# EXERCISE DESCRIPTION
Exact reproduction required: the lines below from the line with "Everything that can" to the line with "a different graph.", both ends included, and no others.

# ENTRIES SHOWN
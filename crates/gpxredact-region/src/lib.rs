//! Geographic exclusion regions for GPX redaction
//!
//! This crate provides the region model used to decide which track points
//! must be removed from a GPS track log:
//!
//! - Polygonal regions in lat/lon space with a point-in-polygon
//!   containment test (even-odd ray casting, boundary counts as inside)
//! - Two-corner rectangle specifications expanded to explicit polygons
//! - Region sets with OR semantics across member regions
//! - Region specifications parsed from flat `lat1,lon1,...` strings or
//!   loaded from YAML configuration files
//!
//! A `RegionSet` is immutable after construction and safe to share
//! read-only across concurrent filtering runs.
//!
//! # Example
//!
//! ```rust
//! use gpxredact_region::{Point, Region, RegionSet};
//!
//! // Two vertices are rectangle corners, expanded to a four-corner polygon.
//! let region = Region::from_vertices(vec![
//!     Point::new(10.0, 10.0),
//!     Point::new(0.0, 0.0),
//! ]).expect("valid region");
//! let regions = RegionSet::new(vec![region]);
//!
//! assert!(regions.contains(Point::new(5.0, 5.0)));
//! assert!(!regions.contains(Point::new(20.0, 20.0)));
//! ```

pub mod config;
pub mod region;

// Re-export commonly used types
pub use config::{parse_skip_area, RegionsConfig};
pub use region::{Point, Region, RegionError, RegionSet};
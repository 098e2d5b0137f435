// Copyright 2024 fgraph contributors (see CONTRIBUTORS.md).
// Licensed under the Apache License, Version 2.0 (see LICENSE).

//! The narrow interface the graph container consumes from its environment.
//!
//! Nothing in this module knows how to build an expression tree, what operators
//! exist, or how variable types compare for equality beyond `PartialEq`. The
//! concrete `Var`/`Oper` implementations, and the construction of the initial
//! expression trees they describe, belong to callers (see `tests.rs` for a
//! reference pair used by this crate's own test suite).

use std::fmt;
use std::hash::Hash;

use fnv::FnvHashMap;

use crate::ids::GraphId;

/// A `(consumer, index)` client site: either a node's input slot, or a graph
/// output slot identified by the sentinel `Output`.
#[derive(Clone, Debug, PartialEq, Eq, Hash)]
pub enum Consumer<N> {
    Output(usize),
    Node(N, usize),
}

/// One entry of an operator's `view_map`/`destroy_map`.
///
/// The source representation allows `view_map`/`destroy_map` values to be
/// arbitrary objects and raises `BadOperatorMetadata` if one turns out not to
/// be an ordered sequence of input indices. A statically typed signature can't
/// receive an arbitrary object in the first place, so `Malformed` stands in for
/// whatever a caller's construction code decided didn't amount to a valid
/// sequence (e.g. deserialized operator metadata from an untrusted source).
#[derive(Clone, Debug)]
pub enum MetadataEntry {
    Indices(Vec<usize>),
    Malformed,
}

/// Maps an output index to the input indices it may view or destroy.
pub type OperatorMetadata = FnvHashMap<usize, MetadataEntry>;

/// A symbolic value with a type, optionally produced by a `Node`.
///
/// Implementations are expected to be cheap, `Rc`-like handles: the graph
/// clones `Var` values freely (into client lists, membership sets, and so on)
/// and relies on `Eq`/`Hash` reflecting object identity rather than structural
/// equality of the type tag, mirroring how two distinct variables of the same
/// type are still distinct graph citizens.
pub trait Var: Clone + Eq + Hash + fmt::Debug {
    type Type: Clone + PartialEq + fmt::Debug;
    type Node: Oper<Var = Self>;

    /// The node this variable is an output of, or `None` for declared inputs
    /// and constants.
    fn owner(&self) -> Option<Self::Node>;

    fn var_type(&self) -> Self::Type;

    /// Constants are never reported as missing inputs even though they have
    /// no owner.
    fn is_constant(&self) -> bool;

    fn owning_graph(&self) -> Option<GraphId>;

    fn set_owning_graph(&self, id: Option<GraphId>);

    fn clients(&self) -> Vec<Consumer<Self::Node>>;

    fn add_client(&self, consumer: Consumer<Self::Node>);

    /// Removes one occurrence of `consumer`, if present. A no-op if it is not.
    fn remove_client(&self, consumer: &Consumer<Self::Node>);

    /// Produces a new, unattached variable of the same type and constness,
    /// with an empty client list and no owner. Used only by the structural
    /// cloner (`traversal::clone_get_equiv`).
    fn clone_fresh(&self) -> Self;
}

/// An operator application: an operator (opaque to this crate) plus ordered
/// input and output variables.
pub trait Oper: Clone + Eq + Hash + fmt::Debug {
    type Var: Var<Node = Self>;

    fn inputs(&self) -> Vec<Self::Var>;

    /// Rewrites input slot `index` in place. Called only by `Graph::change_input`.
    fn set_input(&self, index: usize, value: Self::Var);

    fn outputs(&self) -> Vec<Self::Var>;

    fn owning_graph(&self) -> Option<GraphId>;

    fn set_owning_graph(&self, id: Option<GraphId>);

    fn view_map(&self) -> Option<&OperatorMetadata> {
        None
    }

    fn destroy_map(&self) -> Option<&OperatorMetadata> {
        None
    }

    /// Called once, when the node is first imported into a graph. Stands in
    /// for initializing the dependency side-table reserved for observers.
    fn on_setup(&self) {}

    /// Produces a new, unattached node applying the same operator to
    /// `mapped_inputs`, with freshly cloned (unattached) outputs of the same
    /// type and count as this node's outputs. Used only by the structural
    /// cloner (`traversal::clone_get_equiv`).
    fn clone_fresh(&self, mapped_inputs: Vec<Self::Var>) -> Self;
}
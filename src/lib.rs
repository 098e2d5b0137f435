// Copyright 2024 fgraph contributors (see CONTRIBUTORS.md).
// Licensed under the Apache License, Version 2.0 (see LICENSE).

#![deny(warnings)]
// Enable all clippy lints except for many of the pedantic ones. It's a shame this needs to be
// copied and pasted across crates, but there doesn't appear to be a way to include inner
// attributes from a common source.
#![deny(
    clippy::all,
    clippy::default_trait_access,
    clippy::expl_impl_clone_on_copy,
    clippy::if_not_else,
    clippy::needless_continue,
    clippy::unseparated_literal_suffix,
    clippy::used_underscore_binding
)]
// It is often more clear to show that nothing is being moved.
#![allow(clippy::match_ref_pats)]
// Subjective style.
#![allow(
    clippy::len_without_is_empty,
    clippy::redundant_field_names,
    clippy::too_many_arguments
)]
// Default isn't as big a deal as people seem to think it is.
#![allow(clippy::new_without_default, clippy::new_ret_no_self)]

//! A mutable, observable computation graph over user-defined variables and
//! operators: the substrate an optimizing compiler for symbolic expressions
//! rewrites via variable substitution.
//!
//! The graph container itself (this crate) knows nothing about what an
//! operator does or how variable types compare; it consumes that through the
//! [`Var`]/[`Oper`] trait pair in [`model`].

mod error;
mod graph;
mod ids;
pub mod model;
pub mod observer;
pub mod traversal;

pub use crate::error::GraphError;
pub use crate::graph::{Graph, GraphConfig};
pub use crate::ids::GraphId;
pub use crate::model::{Consumer, MetadataEntry, Oper, OperatorMetadata, Var};
pub use crate::observer::{AttachRejection, Observer};

///
/// Logs at trace level, but only in `cfg(test)`.
///
#[macro_export]
macro_rules! test_trace_log {
    ($($arg:tt)+) => {
      #[cfg(test)]
      {
        log::trace!($($arg)+)
      }
    };
}
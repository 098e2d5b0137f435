// Copyright 2024 fgraph contributors (see CONTRIBUTORS.md).
// Licensed under the Apache License, Version 2.0 (see LICENSE).

use std::fmt;

/// Everything that can go wrong while mutating or inspecting a `Graph`.
///
/// Every fallible public method on `Graph` returns `Result<_, GraphError>`; there is
/// no suppression anywhere in this crate; a caller that wants to roll back a rewrite
/// must do so itself.
#[derive(Debug)]
pub enum GraphError {
    /// An observer detected an invariant violation, or an internal structural check
    /// failed outside of `check_integrity` (e.g. a double-add of the same client site).
    Inconsistency(String),
    /// A variable required to compute an output is not a declared input, a constant,
    /// or the output of a node in the graph. `chain` is populated only when the graph
    /// was constructed with `verbose_diagnostics` enabled.
    MissingInput {
        message: String,
        chain: Option<Vec<String>>,
    },
    /// Attempted to attach a variable or node that already belongs to a different graph.
    OwnershipConflict(String),
    /// A replacement variable's type does not match the variable it is replacing.
    TypeMismatch(String),
    /// An operator's `view_map`/`destroy_map` contained a non-sequence entry.
    BadOperatorMetadata(String),
    /// `check_integrity` found a disagreement between cached membership and recomputed
    /// reachability, or a client-list mismatch.
    StructuralCorruption(String),
}

impl fmt::Display for GraphError {
    fn fmt(&self, f: &mut fmt::Formatter<'_>) -> fmt::Result {
        match self {
            GraphError::Inconsistency(message) => write!(f, "graph inconsistency: {message}"),
            GraphError::MissingInput { message, .. } => write!(f, "missing input: {message}"),
            GraphError::OwnershipConflict(message) => write!(f, "ownership conflict: {message}"),
            GraphError::TypeMismatch(message) => write!(f, "type mismatch: {message}"),
            GraphError::BadOperatorMetadata(message) => {
                write!(f, "bad operator metadata: {message}")
            }
            GraphError::StructuralCorruption(message) => {
                write!(f, "structural corruption: {message}")
            }
        }
    }
}

impl std::error::Error for GraphError {}
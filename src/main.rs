use std::path::PathBuf;

use anyhow::Result;
use clap::{Parser, Subcommand};

use expense_tracker::cli::{
    handle_budget_command, handle_config_command, handle_export_command, handle_summary_command,
    handle_transaction_command, BudgetCommands, ConfigArgs, ExportArgs, Session, SummaryArgs,
    TransactionCommands,
};
use expense_tracker::config::{TrackerPaths, DATA_DIR_ENV};
use expense_tracker::logging::init_tracing;

#[derive(Parser)]
#[command(
    name = "expense",
    version,
    about = "Track expenses and income against a weekly or monthly budget",
    long_about = "A command-line expense tracker. Record expenses and income, \
                  see where the money went by category, and get warned as \
                  spending approaches your budget limit."
)]
struct Cli {
    /// Directory holding config.json and the ledger
    #[arg(long, global = true, env = DATA_DIR_ENV)]
    data_dir: Option<PathBuf>,

    /// Show debug logging on stderr
    #[arg(short, long, global = true)]
    verbose: bool,

    #[command(subcommand)]
    command: Option<Commands>,
}

#[derive(Subcommand)]
enum Commands {
    #[command(flatten)]
    Transaction(TransactionCommands),

    /// Net totals, monthly breakdown and budget status
    Summary(SummaryArgs),

    /// Budget commands
    #[command(subcommand)]
    Budget(BudgetCommands),

    /// Export the ledger to CSV, JSON or YAML
    Export(ExportArgs),

    /// Show configuration and paths, or update settings
    Config(ConfigArgs),
}

fn main() -> Result<()> {
    let cli = Cli::parse();
    init_tracing(cli.verbose);

    let paths = match cli.data_dir {
        Some(dir) => TrackerPaths::with_base_dir(dir),
        None => TrackerPaths::new(),
    };

    let Some(command) = cli.command else {
        println!("expense - a command-line expense tracker");
        println!();
        println!("Run 'expense --help' for usage information.");
        println!("Run 'expense quick coffee \\$5.50 category:food' to record an expense.");
        return Ok(());
    };

    let mut session = Session::open(paths)?;

    match command {
        Commands::Transaction(cmd) => handle_transaction_command(&mut session, cmd)?,
        Commands::Summary(args) => handle_summary_command(&session, args)?,
        Commands::Budget(cmd) => handle_budget_command(&mut session, cmd)?,
        Commands::Export(args) => handle_export_command(&session, args)?,
        Commands::Config(args) => handle_config_command(&mut session, args)?,
    }

    session.finish()?;
    Ok(())
}
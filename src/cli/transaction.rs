//! Transaction CLI commands
//!
//! Implements CLI commands for adding, listing, editing and deleting
//! transactions.

use clap::Subcommand;

use super::{parse_amount, parse_optional_date, Session};
use crate::display::{format_totals_line, format_transaction_details, format_transaction_table};
use crate::error::{TrackerError, TrackerResult};
use crate::models::{Money, Transaction, TransactionId, TransactionType};
use crate::services::{EntryEdit, EntryInput, EntryService};

/// Transaction subcommands
#[derive(Subcommand)]
pub enum TransactionCommands {
    /// Add a transaction from explicit fields
    Add {
        /// What the money was for
        description: String,
        /// Amount (e.g., "5.50" or "$5.50")
        amount: String,
        /// Category name (defaults to the configured default category)
        #[arg(short, long)]
        category: Option<String>,
        /// Date (YYYY-MM-DD, today, yesterday, tomorrow), defaults to today
        #[arg(short, long)]
        date: Option<String>,
        /// Record as income instead of expense
        #[arg(long)]
        income: bool,
    },
    /// Add a transaction from free text, e.g. "coffee $5.50 category:food on:yesterday"
    Quick {
        /// The entry text
        #[arg(required = true, num_args = 1..)]
        text: Vec<String>,
        /// Record as income instead of expense
        #[arg(long)]
        income: bool,
        /// Category used when the text has no category: tag
        #[arg(short, long)]
        category: Option<String>,
    },
    /// List transactions, newest first
    List {
        /// Number of transactions to show
        #[arg(short = 'n', long)]
        limit: Option<usize>,
        /// Only show this type (expense or income)
        #[arg(short = 't', long = "type")]
        kind: Option<TransactionType>,
        /// Start date (inclusive)
        #[arg(long)]
        from: Option<String>,
        /// End date (inclusive)
        #[arg(long)]
        to: Option<String>,
    },
    /// Show transaction details
    Show {
        /// Transaction ID or unambiguous prefix
        id: String,
    },
    /// Edit a transaction
    Edit {
        /// Transaction ID or unambiguous prefix
        id: String,
        /// New description
        #[arg(short = 'D', long)]
        description: Option<String>,
        /// New amount
        #[arg(short, long)]
        amount: Option<String>,
        /// New category
        #[arg(short, long)]
        category: Option<String>,
        /// New date
        #[arg(short, long)]
        date: Option<String>,
    },
    /// Delete a transaction
    Delete {
        /// Transaction ID or unambiguous prefix
        id: String,
    },
}

fn kind_for(income: bool) -> TransactionType {
    if income {
        TransactionType::Income
    } else {
        TransactionType::Expense
    }
}

/// Handle a transaction command
pub fn handle_transaction_command(
    session: &mut Session,
    cmd: TransactionCommands,
) -> TrackerResult<()> {
    match cmd {
        TransactionCommands::Add {
            description,
            amount,
            category,
            date,
            income,
        } => {
            let input = EntryInput {
                kind: kind_for(income),
                description,
                amount: parse_amount(&amount)?,
                category: category.unwrap_or_else(|| session.settings.default_category.clone()),
                date,
            };
            let id = EntryService::new(&mut session.ledger, session.today).add_explicit(input)?;
            print_added(session, &id);
        }

        TransactionCommands::Quick {
            text,
            income,
            category,
        } => {
            let default_category =
                category.unwrap_or_else(|| session.settings.default_category.clone());
            let id = EntryService::new(&mut session.ledger, session.today).add_from_text(
                &text.join(" "),
                kind_for(income),
                &default_category,
            )?;
            print_added(session, &id);
        }

        TransactionCommands::List {
            limit,
            kind,
            from,
            to,
        } => {
            let from = parse_optional_date(from.as_deref(), session.today)?;
            let to = parse_optional_date(to.as_deref(), session.today)?;
            if let (Some(start), Some(end)) = (from, to) {
                if start > end {
                    return Err(TrackerError::Validation(
                        "--from must not be after --to.".into(),
                    ));
                }
            }

            let matching: Vec<Transaction> = session
                .ledger
                .all_sorted()
                .into_iter()
                .filter(|t| kind.map_or(true, |k| t.kind() == k))
                .filter(|t| from.map_or(true, |d| t.date() >= d))
                .filter(|t| to.map_or(true, |d| t.date() <= d))
                .collect();

            let limit = limit.unwrap_or(session.settings.list_limit);
            let shown = &matching[..matching.len().min(limit)];

            print!(
                "{}",
                format_transaction_table(shown, session.currency(), session.date_format())
            );
            if shown.len() < matching.len() {
                println!("Showing {} of {} transactions.", shown.len(), matching.len());
            }

            let total_of = |k: TransactionType| -> Money {
                matching
                    .iter()
                    .filter(|t| t.kind() == k)
                    .map(Transaction::amount)
                    .sum()
            };
            print!(
                "{}",
                format_totals_line(
                    total_of(TransactionType::Income),
                    total_of(TransactionType::Expense),
                    session.currency()
                )
            );
        }

        TransactionCommands::Show { id } => {
            let txn = session.ledger.get_by_prefix(id.trim()).ok_or_else(|| {
                TrackerError::Validation("Ambiguous or unknown Transaction ID prefix.".into())
            })?;
            print!(
                "{}",
                format_transaction_details(txn, session.currency(), session.date_format())
            );
        }

        TransactionCommands::Edit {
            id,
            description,
            amount,
            category,
            date,
        } => {
            let edit = EntryEdit {
                description,
                amount: amount.as_deref().map(parse_amount).transpose()?,
                category,
                date,
            };
            if edit.is_empty() {
                return Err(TrackerError::Validation(
                    "Nothing to edit. Provide at least one of --description, --amount, --category or --date."
                        .into(),
                ));
            }

            let txn =
                EntryService::new(&mut session.ledger, session.today).edit_by_prefix(&id, edit)?;
            println!("Updated transaction {}", txn.id().short());
            print!(
                "{}",
                format_transaction_details(&txn, session.currency(), session.date_format())
            );
        }

        TransactionCommands::Delete { id } => {
            let deleted = EntryService::new(&mut session.ledger, session.today).delete(&id)?;
            println!("Deleted transaction {}", deleted.short());
        }
    }

    Ok(())
}

fn print_added(session: &Session, id: &TransactionId) {
    if let Some(txn) = session.ledger.get(id) {
        println!(
            "Added {} {} on {} [{}] {} (ID: {})",
            txn.kind(),
            txn.amount().format_with_symbol(session.currency()),
            txn.date().format(session.date_format()),
            txn.category(),
            txn.description(),
            id.short()
        );
    }
}
//! CSV Export functionality
//!
//! Exports transactions to a spreadsheet-friendly CSV file, newest first.

use std::io::Write;

use crate::error::{TrackerError, TrackerResult};
use crate::ledger::Ledger;

const HEADER: [&str; 6] = ["ID", "Date", "Type", "Amount", "Category", "Description"];

/// Export all transactions to CSV
pub fn export_transactions_csv<W: Write>(ledger: &Ledger, writer: W) -> TrackerResult<()> {
    let mut csv_writer = ::csv::WriterBuilder::new()
        .terminator(::csv::Terminator::Any(b'\n'))
        .from_writer(writer);
    let export_err = |e: ::csv::Error| TrackerError::Export(e.to_string());

    csv_writer.write_record(HEADER).map_err(export_err)?;

    for txn in ledger.all_sorted() {
        let amount = txn.amount();
        let record = [
            txn.id().to_string(),
            txn.date().format("%Y-%m-%d").to_string(),
            txn.kind().to_string(),
            format!("{}.{:02}", amount.dollars(), amount.cents_part()),
            txn.category().to_string(),
            txn.description().to_string(),
        ];
        csv_writer.write_record(&record).map_err(export_err)?;
    }

    csv_writer
        .flush()
        .map_err(|e| TrackerError::Export(e.to_string()))?;
    Ok(())
}

#[cfg(test)]
mod tests {
    use super::*;
    use crate::models::{Money, Transaction, TransactionType};
    use chrono::NaiveDate;

    fn add(ledger: &mut Ledger, cents: i64, day: u32, description: &str) {
        let txn = Transaction::new(
            TransactionType::Expense,
            Money::from_cents(cents),
            NaiveDate::from_ymd_opt(2024, 7, day).unwrap(),
            "food",
            description,
        )
        .unwrap();
        ledger.add(txn).unwrap();
    }

    fn export(ledger: &Ledger) -> String {
        let mut output = Vec::new();
        export_transactions_csv(ledger, &mut output).unwrap();
        String::from_utf8(output).unwrap()
    }

    #[test]
    fn test_header_only_for_empty_ledger() {
        assert_eq!(
            export(&Ledger::new()),
            "ID,Date,Type,Amount,Category,Description\n"
        );
    }

    #[test]
    fn test_rows_newest_first() {
        let mut ledger = Ledger::new();
        add(&mut ledger, 505, 1, "bagel");
        add(&mut ledger, 1_999, 9, "dinner");

        let csv = export(&ledger);
        let lines: Vec<&str> = csv.lines().collect();
        assert_eq!(lines.len(), 3);
        assert!(lines[1].ends_with(",2024-07-09,EXPENSE,19.99,food,dinner"));
        assert!(lines[2].ends_with(",2024-07-01,EXPENSE,5.05,food,bagel"));
    }

    #[test]
    fn test_fields_with_commas_are_quoted() {
        let mut ledger = Ledger::new();
        add(&mut ledger, 300, 4, "eggs, milk \"fresh\"");

        let csv = export(&ledger);
        assert!(csv.contains("\"eggs, milk \"\"fresh\"\"\""));
    }
}
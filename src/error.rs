//! Custom error types for the expense tracker
//!
//! This module defines the error hierarchy for the application using thiserror
//! for ergonomic error definitions.

use thiserror::Error;

/// The main error type for expense tracker operations
#[derive(Error, Debug)]
pub enum TrackerError {
    /// Configuration-related errors
    #[error("Configuration error: {0}")]
    Config(String),

    /// File I/O errors
    #[error("I/O error: {0}")]
    Io(String),

    /// JSON serialization/deserialization errors
    #[error("JSON error: {0}")]
    Json(String),

    /// User-correctable input errors (blank fields, bad amounts, bad dates...)
    #[error("Validation error: {0}")]
    Validation(String),

    /// Entity not found errors
    #[error("{entity_type} not found: {identifier}")]
    NotFound {
        entity_type: &'static str,
        identifier: String,
    },

    /// Duplicate entity errors
    #[error("{entity_type} already exists: {identifier}")]
    Duplicate {
        entity_type: &'static str,
        identifier: String,
    },

    /// Storage errors
    #[error("Storage error: {0}")]
    Storage(String),

    /// Export errors
    #[error("Export error: {0}")]
    Export(String),
}

impl TrackerError {
    /// Create a "not found" error for transactions
    pub fn transaction_not_found(identifier: impl Into<String>) -> Self {
        Self::NotFound {
            entity_type: "Transaction",
            identifier: identifier.into(),
        }
    }

    /// Create a "duplicate" error for transactions
    pub fn duplicate_transaction(identifier: impl Into<String>) -> Self {
        Self::Duplicate {
            entity_type: "Transaction",
            identifier: identifier.into(),
        }
    }

    /// Check if this is a "not found" error
    pub fn is_not_found(&self) -> bool {
        matches!(self, Self::NotFound { .. })
    }

    /// Check if this is a validation error
    pub fn is_validation(&self) -> bool {
        matches!(self, Self::Validation(_))
    }

    /// Check if this is a duplicate error
    pub fn is_duplicate(&self) -> bool {
        matches!(self, Self::Duplicate { .. })
    }
}

impl From<std::io::Error> for TrackerError {
    fn from(err: std::io::Error) -> Self {
        Self::Io(err.to_string())
    }
}

impl From<serde_json::Error> for TrackerError {
    fn from(err: serde_json::Error) -> Self {
        Self::Json(err.to_string())
    }
}

/// Result type alias for expense tracker operations
pub type TrackerResult<T> = Result<T, TrackerError>;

# WORKED SOLUTION
/// Everything that can go wrong while mutating or inspecting a `Graph`.
///
/// Every fallible public method on `Graph` returns `Result<_, GraphError>`; there is
/// no suppression anywhere in this crate; a caller that wants to roll back a rewrite
/// must do so itself.
#[derive(Debug)]
pub enum GraphError {
    /// An observer detected an invariant violation, or an internal structural check
    /// failed outside of `check_integrity` (e.g. a double-add of the same client site).
    Inconsistency(String),
    /// A variable required to compute an output is not a declared input, a constant,
    /// or the output of a node in the graph. `chain` is populated only when the graph
    /// was constructed with `verbose_diagnostics` enabled.
    MissingInput {
        message: String,
        chain: Option<Vec<String>>,
    },
    /// Attempted to attach a variable or node that already belongs to a different graph.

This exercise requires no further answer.